A large part of the reason for this is the more expensive nature of the media. Fiber optic cables are made of a specialized glass-like material that costs a good bit more to manufacture than traditional copper networking cables. But in recent years, as technology
has improved, the price of fiber optic media has fallen to the degree as to be affordable for networking applications on a smaller scale than previously was feasible.

The main obstacle that has remained to widespread adoption of fiber optic networking has been the extremely high precision demands and delicate construction that come along with the media. Copper ethernet cables are able to withstand relatively rough treatment, and even a damaged cable can sometimes continue functioning, if intermittently, as long as the copper connection is intact.

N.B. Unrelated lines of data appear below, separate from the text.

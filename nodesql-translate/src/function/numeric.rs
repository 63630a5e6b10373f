use super::BuiltinFunction;
use crate::dialect::{Dialect, DialectKind};
use crate::types::ValueType;
use nodesql_vocab::{fn_ns, sparql};

fn unary(name: &str, args: &[String]) -> String {
    format!("{name}({})", args.first().map(String::as_str).unwrap_or("NULL"))
}

fn abs(_: &dyn Dialect, args: &[String]) -> String {
    unary("ABS", args)
}

fn round(_: &dyn Dialect, args: &[String]) -> String {
    unary("ROUND", args)
}

fn ceiling(_: &dyn Dialect, args: &[String]) -> String {
    unary("CEIL", args)
}

fn floor(_: &dyn Dialect, args: &[String]) -> String {
    unary("FLOOR", args)
}

fn rand(dialect: &dyn Dialect, _: &[String]) -> String {
    match dialect.kind() {
        DialectKind::PostgreSql => "random()".to_string(),
        DialectKind::MySql | DialectKind::H2 => "RAND()".to_string(),
    }
}

const NUMERIC: &[ValueType] = &[ValueType::Double];

pub(super) fn functions() -> Vec<BuiltinFunction> {
    vec![
        BuiltinFunction::new(fn_ns::ABS, ValueType::Double, NUMERIC, 1, 1, abs),
        BuiltinFunction::new(fn_ns::ROUND, ValueType::Double, NUMERIC, 1, 1, round),
        BuiltinFunction::new(fn_ns::CEILING, ValueType::Double, NUMERIC, 1, 1, ceiling),
        BuiltinFunction::new(fn_ns::FLOOR, ValueType::Double, NUMERIC, 1, 1, floor),
        BuiltinFunction::new(sparql::RAND, ValueType::Double, &[], 0, 0, rand),
    ]
}

#[cfg(test)]
mod tests {
    use super::*;
    use crate::dialect::{MySqlDialect, PostgresDialect};
    use crate::function::NativeFunction;

    #[test]
    fn test_rand_per_dialect() {
        let f = functions()
            .into_iter()
            .find(|f| f.uri() == sparql::RAND)
            .unwrap();
        assert_eq!(f.render(&PostgresDialect, &[]).unwrap(), "random()");
        assert_eq!(f.render(&MySqlDialect, &[]).unwrap(), "RAND()");
        assert_eq!(f.argument_type(0), ValueType::Any);
    }

    #[test]
    fn test_ceiling() {
        let f = functions()
            .into_iter()
            .find(|f| f.uri() == fn_ns::CEILING)
            .unwrap();
        assert_eq!(
            f.render(&PostgresDialect, &["a.dvalue".into()]).unwrap(),
            "CEIL(a.dvalue)"
        );
    }
}
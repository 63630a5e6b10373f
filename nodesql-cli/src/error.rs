use colored::Colorize;
use nodesql_translate::{ConfigError, ErrorKind, TranslateError};
use std::fmt;
use std::process;

/// Exit codes for the CLI.
pub const EXIT_ERROR: i32 = 1;
pub const EXIT_USAGE: i32 = 2;
/// The expression uses a construct the SQL translation cannot express.
pub const EXIT_UNSUPPORTED: i32 = 3;

/// Unified error type for CLI operations.
pub enum CliError {
    /// Error from the translator.
    Translate(TranslateError),
    /// Config file issues.
    Config(String),
    /// Bad file path, unreadable input, parse failure.
    Input(String),
    /// Missing or contradictory arguments clap cannot catch.
    Usage(String),
}

impl fmt::Display for CliError {
    fn fmt(&self, f: &mut fmt::Formatter<'_>) -> fmt::Result {
        match self {
            CliError::Translate(e) => write!(f, "{} {e}", "error:".red().bold()),
            CliError::Config(msg) => write!(f, "{} {msg}", "error:".red().bold()),
            CliError::Input(msg) => write!(f, "{} {msg}", "error:".red().bold()),
            CliError::Usage(msg) => write!(f, "{} {msg}", "error:".red().bold()),
        }
    }
}

impl fmt::Debug for CliError {
    fn fmt(&self, f: &mut fmt::Formatter<'_>) -> fmt::Result {
        fmt::Display::fmt(self, f)
    }
}

impl From<TranslateError> for CliError {
    fn from(e: TranslateError) -> Self {
        CliError::Translate(e)
    }
}

impl From<ConfigError> for CliError {
    fn from(e: ConfigError) -> Self {
        CliError::Config(e.to_string())
    }
}

impl From<std::io::Error> for CliError {
    fn from(e: std::io::Error) -> Self {
        CliError::Input(e.to_string())
    }
}

impl From<serde_json::Error> for CliError {
    fn from(e: serde_json::Error) -> Self {
        CliError::Input(format!("JSON parse error: {e}"))
    }
}

impl CliError {
    pub fn exit_code(&self) -> i32 {
        match self {
            CliError::Usage(_) => EXIT_USAGE,
            CliError::Translate(e) if e.kind() != ErrorKind::Precondition => EXIT_UNSUPPORTED,
            _ => EXIT_ERROR,
        }
    }
}

/// Print error and exit with the appropriate code.
pub fn exit_with_error(err: CliError) -> ! {
    eprintln!("{err}");
    process::exit(err.exit_code())
}

pub type CliResult<T> = std::result::Result<T, CliError>;
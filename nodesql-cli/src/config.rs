use crate::error::CliResult;
use nodesql_translate::{DialectKind, TranslatorConfig, ValueType};
use std::path::{Path, PathBuf};
use tracing::debug;

const CONFIG_FILE: &str = "nodesql.toml";

/// Walk up from `start` looking for `nodesql.toml`.
fn find_config_from(start: &Path) -> Option<PathBuf> {
    let mut current = start.to_path_buf();
    loop {
        let candidate = current.join(CONFIG_FILE);
        if candidate.is_file() {
            return Some(candidate);
        }
        if !current.pop() {
            return None;
        }
    }
}

/// Find `nodesql.toml` by walking up from cwd.
pub fn find_config() -> Option<PathBuf> {
    let cwd = std::env::current_dir().ok()?;
    find_config_from(&cwd)
}

/// Resolve translator settings: defaults, then the config file (`--config`
/// or the nearest `nodesql.toml`), then command-line flags.
pub fn resolve(
    config_path: Option<&Path>,
    dialect: Option<DialectKind>,
    expected_type: Option<ValueType>,
) -> CliResult<TranslatorConfig> {
    let path = config_path.map(Path::to_path_buf).or_else(find_config);
    let mut config = match &path {
        Some(path) => TranslatorConfig::load(path)?,
        None => TranslatorConfig::default(),
    };
    if let Some(dialect) = dialect {
        config.dialect = dialect;
    }
    if let Some(ty) = expected_type {
        config.expected_type = ty;
    }
    debug!(
        config_file = ?path,
        dialect = %config.dialect,
        expected_type = %config.expected_type,
        "resolved translator settings"
    );
    Ok(config)
}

Fiber optic cables, on the other hand, must be treated more carefully, and damage or defects to the cable can often render it useless (though it should be noted that fiber optic media's imperviousness to magnetic interference is a definite advantage it enjoys over copper media). In addition, the interfaces on either end of the cable have often been required to be very expensive, highly complex transceivers that required a large amount of intricate configuration to perform optimally.

With Cisco's GLC-LH-SM fiber optic transceivers, those obstacles are a thing of the past. Here's three ways the GLC-LH-SM transceiver makes fiber optic networking possible.

1) No configuration needed - The transceiver does not need to be configured to begin functioning, and offers internal calibration to optimize data throughput. External calibration is also available for more stringent applications, where required. 

2) Hot Swappable - Not requiring intricate configuration means Cisco was able to make the GLC-LH-SM transceivers hot-swappable, a major development in fiber optic networking technology. Previously, a transceiver failure generally meant a lengthy amount of network downtime, as not only did the replacement have to be configured in itself, but other major network components would have to be taken offline to prepare for installation of the new transceiver. With the GLC-LH-SM, you just pull the inoperative unit, pop in the replacement, and your network is back off to the races.

3) Single or Multimode operation - Whether you need a network solution that covers a long distance, or you need the huge bandwidth of fiber optic, this transceiver has things covered. Single mode allows data transmission over distances exceeding 10km, useful for very large research facilities, hospitals, or university campuses. And multi-mode opens the data floodgates, giving you a maximum throughput upwards of 1.25 Gbps.

The GLC-LH-SM fiber optic transceiver by Cisco presents a sea change in the ease of incorporating fiber optic technology - previously the purview of carrier-grade networks - into enterprise networking. It does this by making the implementation of fiber optics essentially as simple as installing a traditional ethernet router. And, being hot swappable, it can be assured that these transceivers will acquit themselves well over the life of the network. Finally, by offering the choice of single or multimode operation, Cisco has delivered a product with versatility, opening the playing field in regards to what applications can be served by fiber optics.